On an average day, there are roughly a gazillion things at which dogs like to bark – the trash truck, squirrels, birds, cats, package deliveries, lawnmowers, bike riders, kids playing, leaves blowing, runners, walkers, doorbells, and cars pulling into driveways. I was sick of pulling down all the window shades to decrease the torrent of barking.
I tried rewarding the dogs with treats when they obeyed my command to stop barking. But they quickly realized that they could bark, get a treat, and then go back to the windows to bark again. It was a losing game.
Finally, I asked for help. My daughter’s service dog, Mac, has a professional dog trainer named Lin, who helps us sharpen his skills. Lin has been training dogs for decades, so I asked him how to stop the constant bark-a-palooza.
When he told me what to do, I thought it sounded strange and unlikely to work. I also thought I’d have to put months of work into it before the dogs quieted down. But the results have been so surprisingly good, I have to tell you about it so you can turn down the volume in your house, too.
Lin said he learned this technique from a dog trainer in Colorado named Nana Wills. The goal is not to eliminate all barking since most of us want our dogs to bark at suspicious bumps in the night. The goal is to reduce “nuisance barking” at everyday non-threatening occurrences. And yes, according to the expert, dogs really can learn the difference. Here’s what Lin told me to do:
Step 1: When the dogs go to the door or window and launch a verbal assault – because the neighbor had the gall to walk to their own mailbox – I silently approach the dogs, make eye contact, and say this one word: “Bummer.” I don’t yell it, and I only say it once.
Step 2: Escort the dogs into a designated room and close the door between you and them. Stand outside the door and wait for 10 to 15 seconds of dog silence. Don’t leave them alone for more than 15 seconds.

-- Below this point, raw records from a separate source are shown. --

//! ModuleConfiguration - Immutable description of a health module's effect

use serde::{Deserialize, Serialize};
use std::fmt::Write;

/// Multiply target that applies to every factor
pub const ALL_FACTORS: &str = "All";

/// Resource consumed when a configuration does not name one
pub const DEFAULT_RESOURCE: &str = "ElectricCharge";

/// What a health module does to the crew it affects
///
/// Fields left at their default are skipped when serializing, so saved
/// configurations only carry what differs from a blank module.
#[derive(Debug, Clone, PartialEq, Serialize, Deserialize)]
#[serde(default)]
pub struct ModuleConfiguration {
    /// Display title, empty to derive one from the effect
    #[serde(skip_serializing_if = "String::is_empty")]
    pub title: String,
    /// Raw HP/day gained by every affected crew member
    #[serde(skip_serializing_if = "is_zero")]
    pub hp_change_per_day: f64,
    /// %/day of (max HP - HP) restored
    #[serde(skip_serializing_if = "is_zero")]
    pub recuperation: f64,
    /// %/day of (HP - min HP) lost
    #[serde(skip_serializing_if = "is_zero")]
    pub decay: f64,
    /// Affects only crew in the module's own part instead of the whole vessel
    #[serde(skip_serializing_if = "is_false")]
    pub part_crew_only: bool,
    /// Name of the factor whose effect is multiplied
    #[serde(skip_serializing_if = "is_all_factors")]
    pub multiply_factor: String,
    /// 0.5 halves the factor's effect, 1 leaves it alone
    #[serde(skip_serializing_if = "is_one")]
    pub multiplier: f64,
    /// Crew this module serves at full strength, 0 for unlimited
    #[serde(skip_serializing_if = "is_zero_u32")]
    pub crew_cap: u32,
    /// Living space provided
    #[serde(skip_serializing_if = "is_zero")]
    pub space: f64,
    /// Number of halving-thicknesses
    #[serde(skip_serializing_if = "is_zero")]
    pub shielding: f64,
    /// Radioactive emission per day
    #[serde(skip_serializing_if = "is_zero")]
    pub radioactivity: f64,
    #[serde(skip_serializing_if = "is_default_resource")]
    pub resource: String,
    /// Flat resource consumption, units per second
    #[serde(skip_serializing_if = "is_zero")]
    pub resource_consumption: f64,
    /// Resource consumption per affected crew member, units per second
    #[serde(skip_serializing_if = "is_zero")]
    pub resource_consumption_per_kerbal: f64,
}

impl Default for ModuleConfiguration {
    fn default() -> Self {
        ModuleConfiguration {
            title: String::new(),
            hp_change_per_day: 0.0,
            recuperation: 0.0,
            decay: 0.0,
            part_crew_only: false,
            multiply_factor: ALL_FACTORS.to_string(),
            multiplier: 1.0,
            crew_cap: 0,
            space: 0.0,
            shielding: 0.0,
            radioactivity: 0.0,
            resource: DEFAULT_RESOURCE.to_string(),
            resource_consumption: 0.0,
            resource_consumption_per_kerbal: 0.0,
        }
    }
}

fn is_zero(v: &f64) -> bool {
    *v == 0.0
}
fn is_one(v: &f64) -> bool {
    *v == 1.0
}
fn is_false(v: &bool) -> bool {
    !*v
}
fn is_zero_u32(v: &u32) -> bool {
    *v == 0
}
fn is_all_factors(v: &String) -> bool {
    v == ALL_FACTORS
}
fn is_default_resource(v: &String) -> bool {
    v == DEFAULT_RESOURCE
}

impl ModuleConfiguration {
    /// Title shown for the module, derived from its strongest trait when unset
    pub fn title(&self) -> String {
        if !self.title.is_empty() {
            return self.title.clone();
        }
        if self.recuperation > 0.0 {
            return "R&R".to_string();
        }
        if self.decay > 0.0 {
            return "Health Poisoning".to_string();
        }
        let by_factor = match self.multiply_factor.to_lowercase().as_str() {
            "stress" => Some("Stress Relief"),
            "confinement" => Some("Comforts"),
            "loneliness" => Some("Meditation"),
            "microgravity" if self.multiplier <= 0.25 => Some("Paragravity"),
            "microgravity" => Some("Exercise Equipment"),
            "connected" => Some("TV Set"),
            "conditions" => Some("Sick Bay"),
            _ => None,
        };
        if let Some(title) = by_factor {
            return title.to_string();
        }
        if self.space > 0.0 {
            return "Living Quarters".to_string();
        }
        if self.shielding > 0.0 {
            return "RadShield".to_string();
        }
        if self.radioactivity > 0.0 {
            return "Radiation".to_string();
        }
        "Health Module".to_string()
    }

    /// Modules that draw no resource can never be switched off or starve
    pub fn is_always_active(&self) -> bool {
        self.resource_consumption == 0.0 && self.resource_consumption_per_kerbal == 0.0
    }

    /// Multi-line summary of every non-zero trait, empty for a blank module
    pub fn describe(&self) -> String {
        let mut res = String::new();
        if self.hp_change_per_day != 0.0 {
            let _ = write!(res, "\nHealth points: {:.1}/day", self.hp_change_per_day);
        }
        if self.recuperation != 0.0 {
            let _ = write!(res, "\nRecuperation: {:.1}%/day", self.recuperation);
        }
        if self.decay != 0.0 {
            let _ = write!(res, "\nHealth decay: {:.1}%/day", self.decay);
        }
        if self.multiplier != 1.0 {
            let _ = write!(res, "\n{:.2}x {}", self.multiplier, self.multiply_factor);
        }
        if self.crew_cap > 0 {
            let _ = write!(res, " for up to {} crew", self.crew_cap);
        }
        if self.space != 0.0 {
            let _ = write!(res, "\nSpace: {:.1}", self.space);
        }
        if self.resource_consumption != 0.0 {
            let _ = write!(res, "\n{}: {:.2}/sec.", self.resource, self.resource_consumption);
        }
        if self.resource_consumption_per_kerbal != 0.0 {
            let _ = write!(
                res,
                "\n{} per crew member: {:.2}/sec.",
                self.resource, self.resource_consumption_per_kerbal
            );
        }
        if self.shielding != 0.0 {
            let _ = write!(res, "\nShielding rating: {:.1}", self.shielding);
        }
        if self.radioactivity != 0.0 {
            let _ = write!(res, "\nRadioactive emission: {:.0}/day", self.radioactivity);
        }
        if res.is_empty() {
            return res;
        }
        format!("Module type: {}{}", self.title(), res)
    }
}
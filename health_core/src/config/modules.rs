//! Health module catalogue loading

use super::ConfigError;
use crate::module::{HealthModule, ModuleConfiguration};
use serde::{Deserialize, Serialize};
use std::collections::HashMap;
use std::path::Path;
use std::sync::Arc;

/// One `[[modules]]` table: the part it belongs to plus its configuration
#[derive(Debug, Clone, Serialize, Deserialize)]
pub struct ModuleEntry {
    pub part: String,
    #[serde(default)]
    pub complexity: f64,
    #[serde(flatten)]
    pub config: ModuleConfiguration,
}

/// Container for module configurations
#[derive(Debug, Clone, Serialize, Deserialize)]
struct ModulesConfig {
    #[serde(default)]
    modules: Vec<ModuleEntry>,
}

/// Shared, immutable module configurations keyed by part name
#[derive(Debug, Clone, Default)]
pub struct ModuleCatalogue {
    entries: HashMap<String, (Arc<ModuleConfiguration>, f64)>,
}

impl ModuleCatalogue {
    pub fn new() -> Self {
        Self::default()
    }

    /// Register a part's configuration
    pub fn register(&mut self, entry: ModuleEntry) {
        self.entries
            .insert(entry.part, (Arc::new(entry.config), entry.complexity));
    }

    pub fn get(&self, part: &str) -> Option<&ModuleConfiguration> {
        self.entries.get(part).map(|(config, _)| config.as_ref())
    }

    /// Create a module instance sharing the part's configuration
    pub fn instantiate(&self, part: &str, id: u32) -> Option<HealthModule> {
        self.entries.get(part).map(|(config, complexity)| {
            HealthModule::new(id, Arc::clone(config)).with_complexity(*complexity)
        })
    }

    pub fn len(&self) -> usize {
        self.entries.len()
    }

    pub fn is_empty(&self) -> bool {
        self.entries.is_empty()
    }
}

/// Load a module catalogue from a TOML file
pub fn load_module_catalogue(path: &Path) -> Result<ModuleCatalogue, ConfigError> {
    let config: ModulesConfig = super::load_toml(path)?;
    build_catalogue(config)
}

/// Load a module catalogue from a TOML string
pub fn parse_module_catalogue(content: &str) -> Result<ModuleCatalogue, ConfigError> {
    let config: ModulesConfig = super::parse_toml(content)?;
    build_catalogue(config)
}

fn build_catalogue(config: ModulesConfig) -> Result<ModuleCatalogue, ConfigError> {
    let mut catalogue = ModuleCatalogue::new();
    for entry in config.modules {
        validate_entry(&entry)?;
        catalogue.register(entry);
    }
    Ok(catalogue)
}

fn validate_entry(entry: &ModuleEntry) -> Result<(), ConfigError> {
    let c = &entry.config;
    if !(0.0..=100.0).contains(&c.recuperation) || !(0.0..=100.0).contains(&c.decay) {
        return Err(ConfigError::ValidationError(format!(
            "{}: recuperation and decay must be within [0, 100]",
            entry.part
        )));
    }
    if c.multiplier < 0.0 {
        return Err(ConfigError::ValidationError(format!(
            "{}: multiplier must not be negative",
            entry.part
        )));
    }
    if entry.complexity < 0.0 {
        return Err(ConfigError::ValidationError(format!(
            "{}: complexity must not be negative",
            entry.part
        )));
    }
    Ok(())
}
//! Errors raised by commands against the roster

use crate::types::CrewId;
use thiserror::Error;

#[derive(Error, Debug, Clone, PartialEq)]
pub enum HealthError {
    #[error("Crew member {0} is not tracked")]
    UnknownCrew(CrewId),
    #[error("Crew member {0} is already tracked")]
    DuplicateCrew(CrewId),
    #[error("{name} can't train: {reason}")]
    CannotTrain { name: String, reason: String },
    #[error("{0} has nothing left to train on this vessel")]
    NothingToTrain(String),
}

Step 3: Open the door, let them come out, and say, “Good dogs.”
Repeat these three steps whenever the dogs bark at something they shouldn’t. Consistency is everything, my friends. After several repetitions, they’ll learn that their own barking lands them in a “time out,” which they don’t want.
No one was more surprised than me when this technique started working after only a few days. Suddenly the dogs didn’t care as much about the FedEx truck turning around in the cul-de-sac. They didn’t lose their minds when the neighbor’s cat stepped a furry paw into our yard.
The method requires zero human yelling or anger. Absolutely no swats on the nose. And if the dog walks away after you say “bummer” because he doesn’t want to go to time-out, follow him quietly (don’t chase) until he gives up and can be led to the time-out room for 10 seconds.
Dogs still get to bark when they’re playing or when they perceive actual danger. But the unnecessary noise goes way, way down.
One of the cute side-effects of this method is that dogs try to find a non-offensive way to watch out the window without triggering a time-out. Our Corgi does it by barely growling under his breath, so it’s not technically a bark. Or the Goldendoodle will let out one small, weak woof and then look at me to see if that was okay. It’s so much better than the instant onslaught of full-throttle barking that drove us nuts.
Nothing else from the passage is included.